L’âge avancé de BCE donna lieu à divers commentaires. L’inhumain et le plus machiavélique lui conseillait de renoncer à briguer la présidence de la République. Mesquin, le prétexte incriminait le nombre des années aggravé par les problèmes de santé. Dès l’exhibition de cette perversion, un écrit pourfend la goujaterie de cette perfidie.
A posteriori, l’œuvre accomplie par BCE, l’hommage rendu à l’échelle internationale et l’émotion vécue, jusqu’aux larmes, lors de son décès, adressent un bras d’honneur et un pied de nez à l’autoproclamé conseiller.
En outre, à l’occasion du quarantième jour, une avenue à Carthage portera le nom de cet homme-courage.

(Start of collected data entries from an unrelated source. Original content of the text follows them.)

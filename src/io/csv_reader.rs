use std::path::Path;
use std::pin::Pin;
use std::task::{Context, Poll};

use csv_async::AsyncReaderBuilder;
use futures::io::AsyncRead;
use futures::{Stream, StreamExt};
use tokio::fs::File;
use tokio_util::compat::TokioAsyncReadCompatExt;

use super::error::IoError;
use super::parse::RawRecord;
use crate::domain::Record;

/// Async stream of indexed records from CSV input
///
/// Expects an `index,payload` header. Fields are trimmed and short rows
/// are tolerated so that a missing payload surfaces as a per-row error.
pub struct CsvRecordStream {
    inner: Pin<Box<dyn Stream<Item = Result<Record<String>, IoError>> + Send>>,
}

impl CsvRecordStream {
    /// Create a new record stream from an async reader
    pub fn new<R>(reader: R) -> Self
    where
        R: AsyncRead + Unpin + Send + 'static,
    {
        let csv_reader = AsyncReaderBuilder::new()
            .trim(csv_async::Trim::All)
            .flexible(true)
            .create_deserializer(reader);

        let stream = csv_reader
            .into_deserialize::<RawRecord>()
            .map(|result| result.map_err(IoError::from).and_then(RawRecord::parse));

        Self {
            inner: Box::pin(stream),
        }
    }

    /// Create a new record stream from a file path
    ///
    /// # Example
    /// ```rust,ignore
    /// let stream = CsvRecordStream::from_file("records.csv").await?;
    /// ```
    pub async fn from_file(path: impl AsRef<Path>) -> Result<Self, IoError> {
        let file = File::open(path.as_ref()).await?;
        Ok(Self::new(file.compat()))
    }
}

impl Stream for CsvRecordStream {
    type Item = Result<Record<String>, IoError>;

    fn poll_next(mut self: Pin<&mut Self>, cx: &mut Context<'_>) -> Poll<Option<Self::Item>> {
        self.inner.as_mut().poll_next(cx)
    }
}
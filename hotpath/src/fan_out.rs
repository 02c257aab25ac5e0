use fanout::prelude::*;
use std::sync::Arc;
use tokio::runtime::Builder;

/// Fan-out hotpath profiling
///
/// Profiles routing, branch processing and destination writes on a
/// multi-threaded runtime, then a run that fails part-way through.
///
/// Run with: cargo run --release --bin hotpath_fan_out --features profiling
#[hotpath::main]
fn main() {
    println!("=== Fan-Out Hotpath Profile ===");
    println!("Workload: 1M records across 8 branches, then a failing run");
    println!();

    let runtime = Builder::new_multi_thread()
        .worker_threads(8)
        .enable_all()
        .build()
        .unwrap();

    runtime.block_on(async {
        run_clean_workload(1_000_000, 8).await;
        run_failing_workload(1_000_000, 8, 250_000).await;
    });

    println!();
    println!("Profiling complete. Results above show function-level breakdown.");
}

#[hotpath::measure]
async fn run_clean_workload(num_records: usize, branches: usize) {
    let sink = Arc::new(CollectingSink::<String>::new());
    let mut fan_out = build_pipeline(&sink, branches);

    for i in 0..num_records {
        route_record(&mut fan_out, i % branches, format!("payload-{}", i)).await;
    }

    let outcome = fan_out.join().await;
    println!(
        "Clean run: {} records processed, {} collected",
        outcome.total_processed(),
        sink.len()
    );
}

#[hotpath::measure]
async fn run_failing_workload(num_records: usize, branches: usize, fail_at: usize) {
    let sink = Arc::new(CollectingSink::<String>::new());
    let mut fan_out = build_pipeline(&sink, branches);

    for i in 0..num_records {
        let payload = if i == fail_at {
            DEFAULT_SENTINEL.to_string()
        } else {
            format!("payload-{}", i)
        };

        if fan_out.is_closed() {
            break;
        }
        route_record(&mut fan_out, i % branches, payload).await;
    }

    let outcome = fan_out.join().await;
    let dropped: usize = outcome.branches.iter().map(|r| r.dropped).sum();
    println!(
        "Failing run: {} processed, {} dropped, error: {:?}",
        outcome.total_processed(),
        dropped,
        outcome.error.map(|e| e.to_string())
    );
}

fn build_pipeline(sink: &Arc<CollectingSink<String>>, branches: usize) -> FanOut<String> {
    FanOut::builder(Arc::clone(sink))
        .with_branches(branches)
        .with_queue_capacity(1024)
        .build(|_| RejectSentinel::new(DEFAULT_SENTINEL.to_string()))
}

#[hotpath::measure]
async fn route_record(fan_out: &mut FanOut<String>, index: usize, payload: String) {
    let _ = fan_out.accept(Record::new(index, payload)).await;
}
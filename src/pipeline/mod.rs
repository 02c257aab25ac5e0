//! Fan-out coordinator
//!
//! A [`FanOut`] owns N branch workers that all forward into one shared
//! [`Destination`](crate::sink::Destination). The first failure reported
//! by any branch becomes the pipeline's single aggregate error, cancels
//! every branch, and the pipeline then reaches `Finished` exactly once.
//!
//! There are no timeouts: a branch stuck inside its destination stalls
//! [`FanOut::join`] until it returns.

pub mod config;
pub mod coordinator;
pub mod error;
pub mod events;
mod worker;

// Re-export commonly used types
pub use config::PipelineConfig;
pub use coordinator::{BranchReport, FanOut, FanOutBuilder, PipelineOutcome};
pub use error::PipelineError;
pub use events::{PipelineEvent, PipelineEvents};
//! 命令行参数

use std::fs;
use std::path::PathBuf;

use anyhow::{bail, Context, Result};
use clap::Parser;

#[derive(Parser, Debug)]
#[command(
    name = "dirmap",
    version,
    about = "Maps a directory onto a new one given a set of transformations."
)]
pub struct Cli {
    /// Source directory to transform
    pub source: Option<PathBuf>,

    /// Destination directory to write to
    pub destination: Option<PathBuf>,

    /// Config file to use instead of the default location
    #[arg(long, value_name = "FILE")]
    pub config: Option<PathBuf>,
}

/// 目录的角色，用于错误提示
#[derive(Debug, Clone, Copy)]
enum DirectoryRole {
    Source,
    Destination,
}

impl DirectoryRole {
    fn label(self) -> &'static str {
        match self {
            Self::Source => "Source",
            Self::Destination => "Destination",
        }
    }
}

impl Cli {
    /// 校验源/目标目录，缺省时使用当前工作目录
    pub fn directories(&self) -> Result<(PathBuf, PathBuf)> {
        let source = resolve_directory(self.source.clone(), DirectoryRole::Source)?;
        let destination = resolve_directory(self.destination.clone(), DirectoryRole::Destination)?;
        Ok((source, destination))
    }
}

fn resolve_directory(path: Option<PathBuf>, role: DirectoryRole) -> Result<PathBuf> {
    let Some(path) = path else {
        return std::env::current_dir().context("Cannot get current working directory");
    };

    let Ok(metadata) = fs::metadata(&path) else {
        bail!("Cannot stat directory {}", path.display());
    };
    if !metadata.is_dir() {
        bail!("{} directory is not actually a directory!", role.label());
    }
    Ok(path)
}
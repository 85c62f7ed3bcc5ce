//!
//! src/backend/mod.rs
//! Backend 层：与 UI 无关的服务
//!
//! 目录与规则的状态由 `dirmap-core` 提供，这里只剩配置服务：
//!     mod config_service;     // 读取 config.json
//!

mod config_service;

pub use config_service::{AppConfig, ConfigService, LocalConfigService};
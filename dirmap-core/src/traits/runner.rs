//! 规则执行钩子

use serde::Serialize;

use crate::error::RunError;
use crate::types::AbsolutePath;

/// 一次执行请求：源目录、目标目录与按顺序排列的规则
#[derive(Debug, Clone, Serialize)]
#[serde(rename_all = "camelCase")]
pub struct RunRequest<'a> {
    pub source: &'a AbsolutePath,
    pub destination: &'a AbsolutePath,
    pub rules: Vec<String>,
}

/// 执行输出的接收端（逐行）
pub trait OutputSink {
    fn push_line(&mut self, line: String);
}

impl OutputSink for Vec<String> {
    fn push_line(&mut self, line: String) {
        self.push(line);
    }
}

/// 规则执行引擎
///
/// 执行期间产生的文本逐行写入 `output`。
pub trait RuleRunner {
    fn run(&mut self, request: &RunRequest<'_>, output: &mut dyn OutputSink) -> Result<(), RunError>;
}

/// 默认执行器：什么都不做
#[derive(Debug, Default, Clone, Copy)]
pub struct NoopRunner;

impl RuleRunner for NoopRunner {
    fn run(&mut self, request: &RunRequest<'_>, _output: &mut dyn OutputSink) -> Result<(), RunError> {
        log::debug!(
            "Run requested ({} -> {}, {} rules); no runner installed",
            request.source,
            request.destination,
            request.rules.len()
        );
        Ok(())
    }
}
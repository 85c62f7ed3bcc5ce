//! 输出面板组件

use ratatui::{
    layout::Rect,
    style::Style,
    text::{Line, Span},
    widgets::{Block, Borders, Paragraph},
    Frame,
};

use crate::i18n::t;
use crate::model::{App, OutputLevel};
use crate::view::theme::{colors, Styles};

/// 渲染输出面板，始终显示最新的行
pub fn render(app: &App, frame: &mut Frame, area: Rect) {
    let c = colors();

    let block = Block::default()
        .title(format!(" {} ", t().output.title))
        .title_style(Styles::title())
        .borders(Borders::ALL)
        .border_style(Styles::border(false));

    let inner = block.inner(area);
    frame.render_widget(block, area);

    if app.output.is_empty() {
        return;
    }

    let lines: Vec<Line> = app
        .output
        .lines()
        .map(|line| {
            let text_style = match line.level {
                OutputLevel::Info => Style::default().fg(c.fg),
                OutputLevel::Error => Style::default().fg(c.error),
            };
            Line::from(vec![
                Span::styled(
                    format!("{} ", line.time.format("%H:%M:%S")),
                    Style::default().fg(c.muted),
                ),
                Span::styled(line.text.as_str(), text_style),
            ])
        })
        .collect();

    // 滚动到底部
    let hidden = app.output.len().saturating_sub(usize::from(inner.height));
    let offset = u16::try_from(hidden).unwrap_or(u16::MAX);

    frame.render_widget(Paragraph::new(lines).scroll((offset, 0)), inner);
}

Chez les férus de bavardage, pareille commémoration achèvera de maximaliser la rage. Mais une fois la muflerie jetée aux orties, il reste à expliciter un ressenti non dit.
Fathi Hached, marchand de fruits, Dhaou el Ahermi, paysan-chauffeur, Khlifa Chater, historien, et Taoufik Glenza, chômeur, gens âgés de 60 à 80 ans, énoncent des variations autour de cette formulation : « S’il est parvenu à 92 ans, malgré le poids des responsabilités, cela me rassure pour vivre longtemps ». Pratiquant, âm Dhaou mêle Dieu à la même aspiration : « Inchallah in3ichou 9adou ». A moins âgés que lui, Béji inspire l’espoir, illusoire, de prolonger, a priori, leur durée de vie. Cette rallonge utopique érige BCE en éclaireur placé au poste avancé de la marche commune vers l’inéluctable panacée.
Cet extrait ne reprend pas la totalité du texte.